54 As to the communications between Mr Howell-Davies and Mr Weston, both of them will be available for cross-examination, but the defendants complained that as Mr Weston has said nothing about the contents of his note to Mr Howell-Davies, they will have to cross-examine him "in the dark". They also drew attention to the fact that his note is full of opinions based on surmise, conjecture, second-hand hearsay and the like.

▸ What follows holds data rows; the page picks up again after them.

//! Core widget trait definitions.
//!
//! # Key Types
//!
//! - [`Widget`] - Base trait for all UI elements
//! - [`PaintContext`] - Rendering context passed to [`Widget::paint`]

use horizon_rating_core::Object;
use horizon_rating_render::{Point, Rect, Renderer, Size};

use super::base::WidgetBase;
use super::events::WidgetEvent;
use super::geometry::SizeHint;

/// Context provided during widget painting.
///
/// This wraps a renderer and provides the widget's geometry information
/// for convenient access during the paint operation.
pub struct PaintContext<'a> {
    /// The renderer to draw with.
    renderer: &'a mut dyn Renderer,
    /// The widget's local rectangle (origin always 0,0).
    widget_rect: Rect,
}

impl<'a> PaintContext<'a> {
    /// Create a new paint context.
    pub fn new(renderer: &'a mut dyn Renderer, widget_rect: Rect) -> Self {
        Self {
            renderer,
            widget_rect,
        }
    }

    /// Get the renderer.
    #[inline]
    pub fn renderer(&mut self) -> &mut dyn Renderer {
        self.renderer
    }

    /// Get the widget's local rectangle.
    #[inline]
    pub fn rect(&self) -> Rect {
        self.widget_rect
    }

    /// Get the widget's width.
    #[inline]
    pub fn width(&self) -> f32 {
        self.widget_rect.width()
    }

    /// Get the widget's height.
    #[inline]
    pub fn height(&self) -> f32 {
        self.widget_rect.height()
    }

    /// Get the widget's size.
    #[inline]
    pub fn size(&self) -> Size {
        self.widget_rect.size
    }
}

/// The core trait for all widgets.
///
/// Implementors provide access to their [`WidgetBase`], a size hint, and a
/// paint routine. Geometry, visibility and event handling have default
/// implementations that delegate to the base.
///
/// # Example
///
/// ```ignore
/// use horizon_rating::widget::*;
/// use horizon_rating_core::{Object, ObjectId};
/// use horizon_rating_render::Color;
///
/// struct ColorBox {
///     base: WidgetBase,
///     color: Color,
/// }
///
/// impl Object for ColorBox {
///     fn object_id(&self) -> ObjectId {
///         self.base.object_id()
///     }
/// }
///
/// impl Widget for ColorBox {
///     fn widget_base(&self) -> &WidgetBase { &self.base }
///     fn widget_base_mut(&mut self) -> &mut WidgetBase { &mut self.base }
///
///     fn size_hint(&self) -> SizeHint {
///         SizeHint::from_dimensions(100.0, 100.0)
///     }
///
///     fn paint(&self, ctx: &mut PaintContext<'_>) {
///         let rect = ctx.rect();
///         ctx.renderer().fill_rect(rect, self.color);
///     }
/// }
/// ```
pub trait Widget: Object + Send + Sync {
    // =========================================================================
    // Required Methods
    // =========================================================================

    /// Get a reference to the widget's base.
    fn widget_base(&self) -> &WidgetBase;

    /// Get a mutable reference to the widget's base.
    fn widget_base_mut(&mut self) -> &mut WidgetBase;

    /// Get the widget's size hint for layout purposes.
    fn size_hint(&self) -> SizeHint;

    /// Paint the widget.
    ///
    /// Coordinates are widget-local: (0, 0) is the top-left corner of the
    /// widget. Use `ctx.rect()` to get the full bounds.
    fn paint(&self, ctx: &mut PaintContext<'_>);

    // =========================================================================
    // Geometry (default implementations delegate to WidgetBase)
    // =========================================================================

    /// Get the widget's geometry (position and size).
    fn geometry(&self) -> Rect {
        self.widget_base().geometry()
    }

    /// Set the widget's geometry.
    fn set_geometry(&mut self, rect: Rect) {
        self.widget_base_mut().set_geometry(rect);
    }

    /// Get the widget's position relative to its parent.
    fn pos(&self) -> Point {
        self.widget_base().pos()
    }

    /// Get the widget's size.
    fn size(&self) -> Size {
        self.widget_base().size()
    }

    /// Resize the widget, keeping its position.
    fn resize(&mut self, size: Size) {
        let origin = self.pos();
        self.set_geometry(Rect::from_origin_size(origin, size));
    }

    /// Get the widget's local rectangle (origin at 0,0).
    fn rect(&self) -> Rect {
        self.widget_base().rect()
    }

    // =========================================================================
    // Visibility and Enabled State
    // =========================================================================

    /// Check if the widget is visible.
    fn is_visible(&self) -> bool {
        self.widget_base().is_visible()
    }

    /// Set whether the widget is visible.
    fn set_visible(&mut self, visible: bool) {
        self.widget_base_mut().set_visible(visible);
    }

    /// Check if the widget is enabled.
    fn is_enabled(&self) -> bool {
        self.widget_base().is_enabled()
    }

    /// Set whether the widget is enabled.
    fn set_enabled(&mut self, enabled: bool) {
        self.widget_base_mut().set_enabled(enabled);
    }

    // =========================================================================
    // Painting and Events
    // =========================================================================

    /// Schedule a repaint.
    fn update(&mut self) {
        self.widget_base_mut().update();
    }

    /// Paint the widget into `renderer` and clear its repaint flag.
    fn render(&mut self, renderer: &mut dyn Renderer) {
        if self.is_visible() {
            let mut ctx = PaintContext::new(renderer, self.rect());
            self.paint(&mut ctx);
        }
        self.widget_base_mut().clear_repaint();
    }

    /// Handle an event.
    ///
    /// Returns `true` if the event was handled.
    fn event(&mut self, _event: &mut WidgetEvent) -> bool {
        false
    }
}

55 In my opinion the reasoning that has led me to conclude that there is no proper basis for using the discretions in ss 135 and 136 in respect of either of the two reports leads to the same conclusion here. The defendants' criticisms of Mr Weston's note go to weight rather than unfair prejudice. It is premature to decide at this stage that Mr Weston's note is of negligible or low probative value because of the opinions and conjecture in it. When coupled with other evidence, these opinions by one of the senior executives in the United Kingdom, speaking at the critically important time of mid-May 2001, could be of substantial significance, but the other evidence has not yet been heard. It is not unfair, in my opinion, to allow these communications into evidence and leave the defendants in the position of having to decide whether to cross-examine Mr Weston or Mr Howell-Davies about them.
Conclusion
56 My decision is that all three categories of documents considered in this judgment are admissible, and I shall not exercise my discretions under ss 135 and 136 of the Evidence Act in respect of any of them.